Abstract:
Composite laminates having improved delamination resistance and useful for aircraft, marinecraft, automobiles, armor, and furniture are formed from plies of substrate which include fibers extending generally normal to the plane of the substrate. These plies of substrate can be, for example, tufted textiles wherein the tufts are formed by the fibers extending in the &#34;z&#34; direction. The fibers interlock with or are anchored in the substrate. Fibers from one ply intermesh with the fibers of an opposing ply. An organic binder sandwiched between the plies is cured to form the composite matrix. A method of making the laminates comprises applying the uncured binder to a tufted substrate to form a ply, stacking the plies, and applying heat and pressure to transform the binder to a matrix which substantially saturates the plies.

Description:
FIELD OF THE INVENTION 
     The present invention relates to composite laminates having improved delamination resistance. These improvements are achieved by using laminar plies comprising a substrate having transverse fibers such that the fibers of one ply cooperate with the fibers of an opposing ply to inhibit delamination. The invention further relates to methods of manufacturing the composite laminates. 
     BACKGROUND ART 
     Heretofore, composite laminates have been made using three-dimensional braiding or weaving of textile plies which are then saturated with a hardenable matrix. However, the equipment used to manufacture the textile is expensive and unreliable. Alternatively, substrates have been treated with flocking to form a matrix saturated laminate; however, in this technique, cracks tend to propagate along the base or the tip of the flocking which then separates from the substrate. Additionally, it is known to use oriented fibers in resin-saturated filament winding which results in three-dimensionally reinforced products. 
     SUMMARY OF THE INVENTION 
     It is therefore an aspect of the present invention to provide a composite laminate having improved delamination characteristics. These characteristics are measured, for example, by fracture toughness. The lamina may be used for structural reinforcement in land, air and marinecraft as well as armor, furniture, and buildings. The improvement in delamination resistance is achieved by constructing the matrix-saturated laminates of plies which comprise a planar substrate further incorporating fibers which extend in both directions from the plane of the substrate.

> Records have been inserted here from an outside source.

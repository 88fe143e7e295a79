//! Access-log line parsing.
//!
//! Lines emitted by the edge logging endpoint look like
//!
//! ```text
//! <134>2021-01-07T20:54:56Z cache-iad2120 linehaul[411617]: 2@download|Thu, 07 Jan 2021 20:54:56 GMT|US|/packages/.../requests-2.25.1-py2.py3-none-any.whl|TLSv1.2|ECDHE-RSA-AES128-GCM-SHA256|requests|2.25.1|bdist_wheel|pip/20.1.1 {"installer":{"name":"pip","version":"20.1.1"}}
//! ```
//!
//! The syslog header and the `<n>@` format marker are optional.

use crate::events::{Details, Download, Event, File, Installer, SimpleRequest};
use chrono::{DateTime, Utc};
use thiserror::Error;

const FIELD_COUNT: usize = 10;
const NULL_FIELD: &str = "(null)";

/// Installers identified by the leading `name/version` token of a user agent
const KNOWN_INSTALLERS: &[&str] = &[
    "pip",
    "bandersnatch",
    "setuptools",
    "Python-urllib",
    "requests",
    "uv",
    "poetry",
    "pdm",
    "conda",
    "Bazel",
    "devpi",
    "z3c.pypimirror",
    "Artifactory",
    "Nexus",
];

#[derive(Error, Debug, Clone, PartialEq, Eq)]
pub enum ParseError {
    #[error("line is not valid UTF-8")]
    InvalidUtf8,

    #[error("expected {FIELD_COUNT} fields, found {0}")]
    FieldCount(usize),

    #[error("invalid timestamp {0:?}")]
    Timestamp(String),

    #[error("missing required field {0}")]
    MissingField(&'static str),

    #[error("malformed user agent details: {0}")]
    UserAgent(String),
}

/// Turns one log line (without its line terminator) into an event.
///
/// `Ok(None)` means the line is well-formed but not something we load.
#[cfg_attr(test, mockall::automock)]
pub trait LineParser: Send + Sync {
    fn parse(&self, line: &str) -> Result<Option<Event>, ParseError>;
}

/// Parser for the pipe-delimited edge access-log format
#[derive(Debug, Clone, Copy, Default)]
pub struct FastlyLineParser;

impl LineParser for FastlyLineParser {
    fn parse(&self, line: &str) -> Result<Option<Event>, ParseError> {
        let body = strip_format_marker(strip_syslog_header(line));

        let fields: Vec<&str> = body.splitn(FIELD_COUNT, '|').collect();
        if fields.len() != FIELD_COUNT {
            return Err(ParseError::FieldCount(fields.len()));
        }

        let kind = fields[0].trim();
        if kind != "simple" && kind != "download" {
            return Ok(None);
        }

        let timestamp = parse_timestamp(fields[1])?;
        let country_code = optional(fields[2]).map(str::to_string);
        let url = optional(fields[3]).ok_or(ParseError::MissingField("url"))?;
        let tls_protocol = optional(fields[4]).map(str::to_string);
        let tls_cipher = optional(fields[5]).map(str::to_string);
        let project = optional(fields[6]);

        let Some(details) = parse_user_agent(fields[9])? else {
            return Ok(None);
        };

        let event = if kind == "simple" {
            let project = simple_project(url)
                .or(project)
                .ok_or(ParseError::MissingField("project"))?;
            Event::Simple(SimpleRequest {
                timestamp,
                url: url.to_string(),
                project: project.to_string(),
                tls_protocol,
                tls_cipher,
                country_code,
                details: Some(details),
            })
        } else {
            let project = project.ok_or(ParseError::MissingField("project"))?;
            let version = optional(fields[7]).ok_or(ParseError::MissingField("version"))?;
            let package_type =
                optional(fields[8]).ok_or(ParseError::MissingField("package_type"))?;
            let filename = filename(url).ok_or(ParseError::MissingField("filename"))?;
            Event::Download(Download {
                timestamp,
                url: url.to_string(),
                project: project.to_string(),
                file: File {
                    filename: filename.to_string(),
                    project: project.to_string(),
                    version: version.to_string(),
                    package_type: package_type.to_string(),
                },
                tls_protocol,
                tls_cipher,
                country_code,
                details: Some(details),
            })
        };

        Ok(Some(event))
    }
}

/// Drop a leading `<pri>... tag[pid]: ` header. The header never contains a
/// field separator, so a `]: ` after the first `|` belongs to the payload.
fn strip_syslog_header(line: &str) -> &str {
    match line.split_once("]: ") {
        Some((header, rest)) if header.starts_with('<') && !header.contains('|') => rest,
        _ => line,
    }
}

fn strip_format_marker(body: &str) -> &str {
    match body.split_once('@') {
        Some((marker, rest)) if !marker.is_empty() && marker.bytes().all(|b| b.is_ascii_digit()) => {
            rest
        }
        _ => body,
    }
}

fn optional(field: &str) -> Option<&str> {
    let field = field.trim();
    if field.is_empty() || field == NULL_FIELD {
        None
    } else {
        Some(field)
    }
}

fn parse_timestamp(field: &str) -> Result<DateTime<Utc>, ParseError> {
    let field = field.trim();
    DateTime::parse_from_rfc2822(field)
        .map(|ts| ts.with_timezone(&Utc))
        .map_err(|_| ParseError::Timestamp(field.to_string()))
}

/// Project named by a `/simple/<project>/` index URL
fn simple_project(url: &str) -> Option<&str> {
    let path = url.split(['?', '#']).next().unwrap_or(url);
    let rest = path.strip_prefix("/simple/")?;
    let project = rest.split('/').next()?;
    (!project.is_empty()).then_some(project)
}

fn filename(url: &str) -> Option<&str> {
    let path = url.split(['?', '#']).next().unwrap_or(url);
    path.rsplit('/').next().filter(|name| !name.is_empty())
}

/// Extract client details from a user agent.
///
/// `Ok(None)` for absent or unrecognized agents.
fn parse_user_agent(field: &str) -> Result<Option<Details>, ParseError> {
    let Some(agent) = optional(field) else {
        return Ok(None);
    };

    let (product, rest) = match agent.split_once(' ') {
        Some((product, rest)) => (product, rest.trim_start()),
        None => (agent, ""),
    };

    if rest.starts_with('{') {
        let details: Details =
            serde_json::from_str(rest).map_err(|e| ParseError::UserAgent(e.to_string()))?;
        return Ok(Some(details));
    }

    let (name, version) = match product.split_once('/') {
        Some((name, version)) => (name, optional(version)),
        None => (product, None),
    };

    let name = if name == "Mozilla" {
        "Browser"
    } else if KNOWN_INSTALLERS.contains(&name) {
        name
    } else {
        return Ok(None);
    };

    Ok(Some(Details {
        installer: Some(Installer {
            name: Some(name.to_string()),
            version: if name == "Browser" {
                None
            } else {
                version.map(str::to_string)
            },
        }),
        ..Default::default()
    }))
}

At least one side of the substrate is coated with an organic binder, and a plurality of the plies are stacked so that the binder is in-between the plies. Heat and pressure are applied to the stack in order to set the binder. Fibers from one ply cooperate with fibers of an opposing ply. As a result of the improvements of the present invention, fracture toughness may be increased to 10, and desirably 15, and most preferably to 20 inch-pounds per square inch or higher. 
    
    
     BRIEF DESCRIPTION OF THE DRAWINGS 
     FIG. 1 is a top plan view of the composite laminate in accordance with the invention; 
     FIG. 2 is a cross-sectional view of the composite of FIG. 1; 
     FIG. 3 is a cross-sectional view of a first embodiment of a composite laminate in accordance with the invention; 
     FIG. 4 is a cross-sectional view of a third embodiment of a composite laminate in accordance with the invention. 
    
    
     DETAILED DESCRIPTION OF THE INVENTION 
     The present invention relates to composite laminates having opposing layers of a substrate incorporating fibers which extend in both directions from the plane of the substrate. The fibers of one layer or ply cooperate with the fibers of an opposing layer. A hardenable binder is applied to the substrate and fibers so that upon the application of setting or curing conditions, the resulting matrix substantially impregnates the interstices between the fibers of the opposing plies as well as the substrates. 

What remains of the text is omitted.